Essa é a opção comumente usada para a obtenção de tratamentos e remédios, de acordo com o presidente da Sociedade Brasileira de Endocrinologia, Felipe Henning. “Os remédios para doenças raras são pouco vendidos e exigem uma tecnologia de ponta para desenvolvê-los, o que acaba tornando o custo dos medicamentos muito caros. Muitos ultrapassam a casa dos R$ 100 mil, R$ 1 milhão”, diz. Apenas em 2022, o Ministério da Saúde gastou cerca de R$ 1,1 bilhão com a compra direta de medicamentos por ordens judiciais.
“Judicializar exige a contratação de um advogado, o que uma pessoa sem instrução dificilmente vai fazer. Então o acesso ao tratamento envolve uma barreira educacional. Os processos também são custosos, limitantes para famílias de baixa renda”, diz Henning.
A medida foi tomada por Flávia Diniz, criadora do grupo de pacientes com alcaptonúria, para ter acesso à nitisinona pelo SUS. Com prescrição médica em mãos, a servidora pública venceu um processo contra o governo do Distrito Federal para receber o medicamento, mas ainda não foi contemplada.
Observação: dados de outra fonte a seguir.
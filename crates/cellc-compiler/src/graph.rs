//! Component dependency graph using `petgraph`.
//!
//! Built from the `dependencies.components` declarations of an image.
//! Every reference must name a component of the same image; cycles are
//! reported but tolerated, since components start independently.

use std::collections::BTreeMap;

use cellc_common::error::{CellError, Result};
use cellc_model::image::CellImage;
use petgraph::graph::{Graph, NodeIndex};

/// Directed graph of calls between the components of one image.
#[derive(Debug)]
pub struct ComponentGraph {
    graph: Graph<String, ()>,
}

impl ComponentGraph {
    /// Builds the graph of `image`.
    ///
    /// # Errors
    ///
    /// Returns a validation error if a component depends on a component
    /// the image does not declare.
    pub fn from_image(image: &CellImage) -> Result<Self> {
        let mut graph = Graph::new();
        let nodes: BTreeMap<&str, NodeIndex> = image
            .components()
            .iter()
            .map(|c| (c.name.as_str(), graph.add_node(c.name.clone())))
            .collect();

        for component in image.components() {
            let dependent = nodes[component.name.as_str()];
            for target in &component.depends_on {
                let Some(&dependency) = nodes.get(target.as_str()) else {
                    return Err(CellError::validation(format!(
                        "component \"{}\" depends on undefined component \"{target}\"",
                        component.name
                    )));
                };
                // Edges point from dependency to dependent so the
                // topological order starts with dependencies.
                let _ = graph.add_edge(dependency, dependent, ());
            }
        }
        Ok(Self { graph })
    }

    /// Returns a start order with dependencies first, or `None` if the
    /// graph has a cycle.
    pub fn start_order(&self) -> Option<Vec<String>> {
        petgraph::algo::toposort(&self.graph, None)
            .ok()
            .map(|indices| {
                indices
                    .iter()
                    .filter_map(|&idx| self.graph.node_weight(idx).cloned())
                    .collect()
            })
    }

    /// Logs a warning if the graph has a cycle. Returns whether it does.
    pub fn warn_on_cycles(&self) -> bool {
        let cyclic = petgraph::algo::is_cyclic_directed(&self.graph);
        if cyclic {
            tracing::warn!("cyclic dependency detected between components");
        }
        cyclic
    }
}
//! Assembly of a cell image from its descriptor.
//!
//! Everything is validated before any local image is built, so a
//! rejected descriptor never triggers a build.

use std::path::PathBuf;

use cellc_common::error::{CellError, Result};
use cellc_common::types::ImageName;
use cellc_image::builder::ImageBuilder;
use cellc_image::source::ImageSource;
use cellc_model::component::Component;
use cellc_model::dependency::resolve_dependencies;
use cellc_model::descriptor::CellDescriptor;
use cellc_model::image::CellImage;
use cellc_model::test_suite::TestSuite;

use crate::graph::ComponentGraph;

/// A validated image plus the files that ship with it.
#[derive(Debug, Clone)]
pub struct Assembly {
    /// The image model.
    pub image: CellImage,
    /// gRPC proto files to copy next to the artifacts.
    pub resources: Vec<PathBuf>,
}

/// Builds the image model of `descriptor`, then builds its local images.
///
/// # Errors
///
/// Returns the first validation error (duplicate component, conflicting
/// ports, bad tag, bad dependency, undefined component reference, mixed
/// scaling modes), or the first image build failure.
pub fn assemble(
    descriptor: &CellDescriptor,
    identity: ImageName,
    builder: &dyn ImageBuilder,
) -> Result<Assembly> {
    tracing::info!(image = %identity, components = descriptor.components.len(), "assembling cell image");
    let mut image = CellImage::new(identity);
    let mut sources = Vec::with_capacity(descriptor.components.len());
    let mut resources = Vec::new();

    for component_descriptor in &descriptor.components {
        let source = ImageSource::from_descriptor(&component_descriptor.source, &image.identity.org)?;
        let reference = match &source {
            ImageSource::Prebuilt(prebuilt) => prebuilt.clone(),
            ImageSource::Local { tag, .. } => tag.clone(),
        };
        let component = Component::from_descriptor(component_descriptor, reference)?;
        resources.extend(component.grpc.iter().filter_map(|grpc| grpc.proto_file.clone()));

        if let Some(dependencies) = &component_descriptor.dependencies {
            image.dependencies.merge(resolve_dependencies(&dependencies.cells)?);
        }
        image.add_component(component)?;
        sources.push(source);
    }

    if image.has_mixed_scaling() {
        return Err(CellError::validation(
            "an image cannot mix autoscaling and zero-scaling components",
        ));
    }

    let graph = ComponentGraph::from_image(&image)?;
    let _ = graph.warn_on_cycles();

    let suite = TestSuite::from_descriptors(&descriptor.tests)?;
    if !suite.is_empty() {
        image.test = Some(suite);
    }

    for source in &sources {
        let resolved = source.resolve(builder)?;
        if resolved.built {
            image.docker_images.push(resolved.image);
        }
    }

    Ok(Assembly { image, resources })
}

#[cfg(test)]
mod tests {
    use std::cell::RefCell;
    use std::path::Path;

    use super::*;

    #[derive(Default)]
    struct CountingBuilder {
        tags: RefCell<Vec<String>>,
    }

    impl ImageBuilder for CountingBuilder {
        fn build(&self, tag: &str, _context: &Path) -> Result<()> {
            self.tags.borrow_mut().push(tag.to_string());
            Ok(())
        }
    }

    fn identity() -> ImageName {
        ImageName::new("myorg", "shop", "1.0.0").expect("valid")
    }

    #[test]
    fn duplicate_component_fails_before_build() {
        let dir = tempfile::tempdir().expect("failed to create tempdir");
        let input = format!(
            r"
components:
  - name: stock
    source:
      dockerDir: {dir}
      tag: stock:1.0
  - name: stock
    source:
      image: org/stock
",
            dir = dir.path().display()
        );
        let descriptor = CellDescriptor::from_yaml(&input).expect("parse");
        let builder = CountingBuilder::default();
        let err = assemble(&descriptor, identity(), &builder).unwrap_err();
        assert!(matches!(err, CellError::DuplicateComponent { .. }));
        assert!(builder.tags.borrow().is_empty());
    }

    #[test]
    fn mixed_scaling_fails_before_build() {
        let dir = tempfile::tempdir().expect("failed to create tempdir");
        let input = format!(
            r"
components:
  - name: a
    source:
      dockerDir: {dir}
      tag: a:1.0
    scalingPolicy:
      kind: ZeroScalingPolicy
  - name: b
    source:
      image: org/b:1.0
    scalingPolicy:
      kind: AutoScalingPolicy
      minReplicas: 1
      maxReplicas: 3
",
            dir = dir.path().display()
        );
        let descriptor = CellDescriptor::from_yaml(&input).expect("parse");
        let builder = CountingBuilder::default();
        let err = assemble(&descriptor, identity(), &builder).unwrap_err();
        assert!(err.is_validation());
        assert!(builder.tags.borrow().is_empty());
    }

    #[test]
    fn local_sources_are_built_and_recorded() {
        let dir = tempfile::tempdir().expect("failed to create tempdir");
        let input = format!(
            r"
components:
  - name: api
    source:
      dockerDir: {dir}
      tag: api:1.0
    ingresses:
      - kind: Grpc
        gatewayPort: 31400
        backendPort: 50051
        protoFile: proto/api.proto
",
            dir = dir.path().display()
        );
        let descriptor = CellDescriptor::from_yaml(&input).expect("parse");
        let builder = CountingBuilder::default();
        let assembly = assemble(&descriptor, identity(), &builder).expect("assemble");
        assert_eq!(*builder.tags.borrow(), ["myorg/api:1.0"]);
        assert_eq!(assembly.image.docker_images, ["myorg/api:1.0"]);
        assert_eq!(assembly.image.components()[0].image, "myorg/api:1.0");
        assert_eq!(assembly.resources, [PathBuf::from("proto/api.proto")]);
        assert!(assembly.image.exposed.contains("api"));
    }

    #[test]
    fn dependencies_from_all_components_are_merged() {
        let input = r"
components:
  - name: a
    source:
      image: org/a
    dependencies:
      cells:
        pay: myorg/payments:1.0
  - name: b
    source:
      image: org/b
    dependencies:
      cells:
        pay: myorg/payments:2.0
        db: myorg/db:1.0
      components:
        - name: a
";
        let descriptor = CellDescriptor::from_yaml(input).expect("parse");
        let assembly = assemble(&descriptor, identity(), &CountingBuilder::default()).expect("assemble");
        let deps = &assembly.image.dependencies;
        assert_eq!(deps.dependencies.len(), 3);
        assert_eq!(deps.aliases["pay"].ver, "2.0");
    }

    #[test]
    fn malformed_dependency_fails() {
        let input = r"
components:
  - name: a
    source:
      image: org/a
    dependencies:
      cells:
        pay: myorg-payments-1.0
";
        let descriptor = CellDescriptor::from_yaml(input).expect("parse");
        let err = assemble(&descriptor, identity(), &CountingBuilder::default()).unwrap_err();
        assert!(matches!(err, CellError::InvalidDependency { .. }));
    }

    #[test]
    fn undefined_component_dependency_fails() {
        let input = r"
components:
  - name: a
    source:
      image: org/a
    dependencies:
      components:
        - name: ghost
";
        let descriptor = CellDescriptor::from_yaml(input).expect("parse");
        let err = assemble(&descriptor, identity(), &CountingBuilder::default()).unwrap_err();
        assert!(err.is_validation());
    }
}
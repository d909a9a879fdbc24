//! `cellc build`: Compile a descriptor into a cell image.

use std::path::PathBuf;

use cellc_common::config::BuildConfig;
use cellc_common::types::ImageName;
use cellc_compiler::Compiler;
use cellc_image::builder::{DockerCli, ImageBuilder, SkipBuild};
use clap::Args;

use crate::output::ArtifactWriter;

/// Arguments for the `build` command.
#[derive(Args, Debug)]
pub struct BuildArgs {
    /// Path to the component descriptor (YAML, or JSON with a `.json` extension).
    #[arg(default_value = "cell.yaml")]
    pub descriptor: PathBuf,

    /// Image identity as `org/name:version`.
    #[arg(short, long, value_parser = super::parse_identity)]
    pub image: ImageName,

    /// Do not build components sourced from a local directory.
    #[arg(long)]
    pub skip_image_build: bool,
}

/// Executes the `build` command.
///
/// Compiles the descriptor, building local images with `docker`, and
/// writes every artifact under the output directory.
///
/// # Errors
///
/// Returns an error if the descriptor is invalid, an image build fails,
/// or an artifact cannot be written.
pub fn execute(args: BuildArgs, config: &BuildConfig) -> anyhow::Result<()> {
    tracing::info!(
        descriptor = %args.descriptor.display(),
        image = %args.image,
        "building cell image"
    );
    let descriptor = super::load_descriptor(&args.descriptor)?;
    let builder: &dyn ImageBuilder = if args.skip_image_build {
        &SkipBuild
    } else {
        &DockerCli
    };
    let compilation = Compiler::new(builder).compile(&descriptor, args.image)?;
    let written = ArtifactWriter::new(config).write(&compilation)?;

    println!("Built cell image {}", compilation.image.identity);
    println!("  cell:      {}", written.cell.display());
    println!("  metadata:  {}", written.metadata.display());
    println!("  reference: {}", written.reference.display());
    for resource in &written.resources {
        println!("  resource:  {}", resource.display());
    }
    for test in &written.tests {
        println!("  test:      {}", test.display());
    }
    for image in &compilation.image.docker_images {
        println!("  docker:    {image}");
    }
    Ok(())
}
//! Test suite attached to a cell image.

use std::collections::BTreeMap;

use cellc_common::constants::DEFAULT_PARAMETER_VALUE;
use cellc_common::error::{CellError, Result};

use crate::descriptor::{SourceDescriptor, TestDescriptor};

/// One test: a container run to completion against a live instance.
#[derive(Debug, Clone, PartialEq, Eq)]
pub struct TestCase {
    /// Test name, also the name of the cell it runs in.
    pub name: String,
    /// Test container image.
    pub image: String,
    /// Environment variables.
    pub env_vars: BTreeMap<String, String>,
}

/// Ordered list of tests.
#[derive(Debug, Clone, Default, PartialEq, Eq)]
pub struct TestSuite {
    /// Tests in execution order.
    pub tests: Vec<TestCase>,
}

impl TestSuite {
    /// Builds the suite from declarations, stopping at the first test
    /// with an empty name.
    ///
    /// # Errors
    ///
    /// Returns a validation error if a test has no prebuilt image source.
    pub fn from_descriptors(descriptors: &[TestDescriptor]) -> Result<Self> {
        let mut tests = Vec::new();
        for descriptor in descriptors {
            if descriptor.name.is_empty() {
                break;
            }
            let Some(SourceDescriptor::Image { image }) = &descriptor.source else {
                return Err(CellError::validation(format!(
                    "test \"{}\" must declare an image source",
                    descriptor.name
                )));
            };
            let env_vars = descriptor
                .env_vars
                .iter()
                .map(|(key, value)| {
                    if value.is_empty() {
                        tracing::warn!(test = %descriptor.name, key, "environment variable has no value");
                        (key.clone(), DEFAULT_PARAMETER_VALUE.to_string())
                    } else {
                        (key.clone(), value.clone())
                    }
                })
                .collect();
            tests.push(TestCase {
                name: descriptor.name.clone(),
                image: image.clone(),
                env_vars,
            });
        }
        Ok(Self { tests })
    }

    /// Whether the suite contains no test.
    pub fn is_empty(&self) -> bool {
        self.tests.is_empty()
    }
}
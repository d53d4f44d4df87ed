//! Diagnostics about the logging configuration itself
//!
//! Namespaced messages go to sinks. Changes to the registry (rules set,
//! gate flipped, sink swapped, config rejected) are reported separately as
//! `tracing` events with `component`, `op` and `event` fields.
//!
//! ```rust
//! use nslog_core::logging_facility::{init, Profile};
//!
//! init(Profile::Development);
//! ```

pub mod init;
pub mod macros;
pub mod test_capture;

pub use init::{init, Profile};
pub use test_capture::{capture_diagnostics, DiagnosticCapture, DiagnosticEvent};
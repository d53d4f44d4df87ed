//! Level resolution
//!
//! Given the current rules and a namespace, picks the effective level and
//! decides whether a message at some level passes it. Everything here is
//! pure; the registry owns the mutable state and calls in.
//!
//! Precedence among matching rules:
//! - exact beats regex, regex beats prefix, prefix beats the `*` wildcard
//! - within a class the longer literal (or regex source) wins
//! - remaining ties keep the rule that was inserted first

use indexmap::IndexMap;
use nslog_core_types::Level;

use crate::pattern::{NamespacePattern, Specificity};

/// Insertion-ordered mapping of pattern to level
///
/// Setting an existing pattern overwrites its level in place.
#[derive(Debug, Clone)]
pub struct RuleSet {
    rules: IndexMap<NamespacePattern, Level>,
}

impl RuleSet {
    /// A rule set holding only the default `* -> info` rule
    pub fn new() -> Self {
        let mut rules = Self::empty();
        rules.set(NamespacePattern::Wildcard, Level::Info);
        rules
    }

    /// A rule set with no rules at all; nothing resolves against it
    pub fn empty() -> Self {
        Self {
            rules: IndexMap::new(),
        }
    }

    /// Insert or overwrite the rule for `pattern`, returning the previous level
    pub fn set(&mut self, pattern: impl Into<NamespacePattern>, level: Level) -> Option<Level> {
        self.rules.insert(pattern.into(), level)
    }

    pub fn get(&self, pattern: &NamespacePattern) -> Option<Level> {
        self.rules.get(pattern).copied()
    }

    pub fn len(&self) -> usize {
        self.rules.len()
    }

    pub fn is_empty(&self) -> bool {
        self.rules.is_empty()
    }

    /// Rules in insertion order
    pub fn iter(&self) -> impl Iterator<Item = (&NamespacePattern, Level)> {
        self.rules.iter().map(|(p, l)| (p, *l))
    }
}

impl Default for RuleSet {
    fn default() -> Self {
        Self::new()
    }
}

/// The rule that decided a namespace's effective level
#[derive(Debug, Clone, Copy, PartialEq)]
pub struct MatchedRule<'a> {
    pub pattern: &'a NamespacePattern,
    pub level: Level,
    pub specificity: Specificity,
}

/// Find the most specific rule matching `namespace`
pub fn resolve_rule<'a>(namespace: &str, rules: &'a RuleSet) -> Option<MatchedRule<'a>> {
    let mut best: Option<MatchedRule<'a>> = None;

    for (pattern, level) in rules.iter() {
        if !pattern.matches(namespace) {
            continue;
        }
        let specificity = pattern.specificity();
        match best {
            // Strictly greater only: equal-rank rules keep the earlier one.
            Some(b) if specificity <= b.specificity => {}
            _ => {
                best = Some(MatchedRule {
                    pattern,
                    level,
                    specificity,
                })
            }
        }
    }

    best
}

/// Effective level for `namespace`, or `None` when no rule matches
pub fn resolve(namespace: &str, rules: &RuleSet) -> Option<Level> {
    resolve_rule(namespace, rules).map(|m| m.level)
}

/// Whether a message at `message` passes a threshold of `configured`
pub fn permits(message: Level, configured: Level) -> bool {
    message.ordinal() >= configured.ordinal()
}

/// Resolve then gate; unconfigured namespaces never pass
pub fn should_emit(namespace: &str, level: Level, rules: &RuleSet) -> bool {
    resolve(namespace, rules).is_some_and(|configured| permits(level, configured))
}

#[cfg(test)]
mod tests {
    use super::*;

    fn regex(source: &str) -> NamespacePattern {
        NamespacePattern::regex(source).unwrap()
    }

    #[test]
    fn test_default_rule_set_has_wildcard_info() {
        let rules = RuleSet::new();
        assert_eq!(rules.len(), 1);
        assert_eq!(rules.get(&NamespacePattern::Wildcard), Some(Level::Info));
        assert_eq!(resolve("anything", &rules), Some(Level::Info));
    }

    #[test]
    fn test_empty_rule_set_is_unconfigured() {
        let rules = RuleSet::empty();
        assert_eq!(resolve("app", &rules), None);
        assert!(!should_emit("app", Level::Error, &rules));
    }

    #[test]
    fn test_exact_beats_regex_regardless_of_order() {
        let mut rules = RuleSet::new();
        rules.set("app:*", Level::Info);
        rules.set(regex(r"app:component\d+"), Level::Trace);
        rules.set("app:component1", Level::Info);
        assert_eq!(resolve("app:component1", &rules), Some(Level::Info));
        assert_eq!(resolve("app:component2", &rules), Some(Level::Trace));
    }

    #[test]
    fn test_regex_beats_prefix_and_wildcard() {
        let mut rules = RuleSet::empty();
        rules.set(regex(r"test:\d+"), Level::Trace);
        rules.set("*", Level::Info);
        rules.set("test:*", Level::Warn);
        assert_eq!(resolve("test:42", &rules), Some(Level::Trace));
        assert_eq!(resolve("test:x", &rules), Some(Level::Warn));
    }

    #[test]
    fn test_longer_prefix_wins() {
        let mut rules = RuleSet::new();
        rules.set("app:*", Level::Warn);
        rules.set("app:db:*", Level::Trace);
        assert_eq!(resolve("app:db:pool", &rules), Some(Level::Trace));
        assert_eq!(resolve("app:web", &rules), Some(Level::Warn));
        assert_eq!(resolve("other", &rules), Some(Level::Info));
    }

    #[test]
    fn test_longer_regex_source_wins() {
        let mut rules = RuleSet::empty();
        rules.set(regex("db"), Level::Error);
        rules.set(regex("db:.+"), Level::Trace);
        assert_eq!(resolve("db:pool", &rules), Some(Level::Trace));
    }

    #[test]
    fn test_equal_regex_length_keeps_first_inserted() {
        let mut rules = RuleSet::empty();
        rules.set(regex("a.c"), Level::Warn);
        rules.set(regex("ab."), Level::Trace);
        assert_eq!(resolve("abc", &rules), Some(Level::Warn));
    }

    #[test]
    fn test_overwrite_keeps_single_rule_and_position() {
        let mut rules = RuleSet::new();
        assert_eq!(rules.set("test", Level::Trace), None);
        rules.set("other", Level::Warn);
        assert_eq!(rules.set("test", Level::Info), Some(Level::Trace));
        assert_eq!(rules.len(), 3);
        let order: Vec<String> = rules.iter().map(|(p, _)| p.to_string()).collect();
        assert_eq!(order, vec!["*", "test", "other"]);
    }

    #[test]
    fn test_permits_threshold() {
        assert!(!permits(Level::Trace, Level::Info));
        assert!(permits(Level::Info, Level::Info));
        assert!(permits(Level::Error, Level::Trace));
        assert!(!permits(Level::Warn, Level::Error));
    }

    #[test]
    fn test_resolve_rule_reports_winner() {
        let mut rules = RuleSet::new();
        rules.set("app:*", Level::Trace);
        let matched = resolve_rule("app:test", &rules).unwrap();
        assert_eq!(matched.pattern.to_string(), "app:*");
        assert_eq!(matched.level, Level::Trace);
        assert_eq!(matched.specificity.length, 4);
    }
}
O custo anual do tratamento, conforme a decisão, seria de R$ 24.678.
Além disso, a dificuldade de acesso a exames para o diagnóstico entra na lista entraves enfrentados pelos pacientes, segundo o médico João Bosco, coordenador do programa Genomas Raros, que faz o sequenciamento genético de doenças raras no Hospital Israelita Albert Einstein, com financiamento do Proadi (programa de apoio ao desenvolvimento institucional do SUS).
O programa integra o Genomas Brasil, criado pelo Ministério da Saúde em 2020 para estabelecer a implementação da saúde de precisão no sistema público. A ideia é que seja um complemento à portaria nº 199, de 2014, que instituiu a Política Nacional de Atenção Integral às Pessoas com Doenças Raras.
“A portaria permitiu que cidades e estados criassem serviços especializados para pacientes com doenças raras. Esses centros recebem um pouco mais de recursos e têm acesso a um pouco mais de exames, de forma limitada, para fazer diagnósticos”, diz.
Por isso, segundo ele, a situação melhorou nos últimos anos para os pacientes com doenças raras, mas ainda não tornou possível o acesso a ferramentas modernas de diagnósticos, como o sequenciamento genético que Bosco coordena. Pelo programa, que foi renovado para 2026, mais de 8 mil sequenciamentos foram feitos. Essa técnica detecta a causa genética das doenças e pode evitar que o paciente passe por tantos exames, o que agiliza o diagnóstico.
Quanto mais rápida a detecção, menores as chances de sequelas e lesões para o paciente, aumentando sua qualidade de vida. “É a rede maior que a gente tem para pescar”, afirma Bosco. O teste do sequenciamento de Exoma, que tem a mesma função, está disponível pelo SUS apenas para algumas doenças neurológicas.
Apesar das dificuldades, a forma mais acessível de buscar um diagnóstico ainda é através dos Serviços de Referências em Doenças Raras, diz Anete Grumach, coordenadora do Departamento Científico de Erros Inatos da Asbai (Associação Brasileira de Alergia e Imunologia). Os serviços são mapeados por iniciativas como a Rede Nacional de Doenças Raras.
Algumas das patologias ainda podem ser identificadas com a ação preventiva da triagem neonatal, que inclui os testes do pezinho, do olhinho, da orelhinha e do coraçãozinho, que devem ser realizados nos primeiros dias de vida do bebê.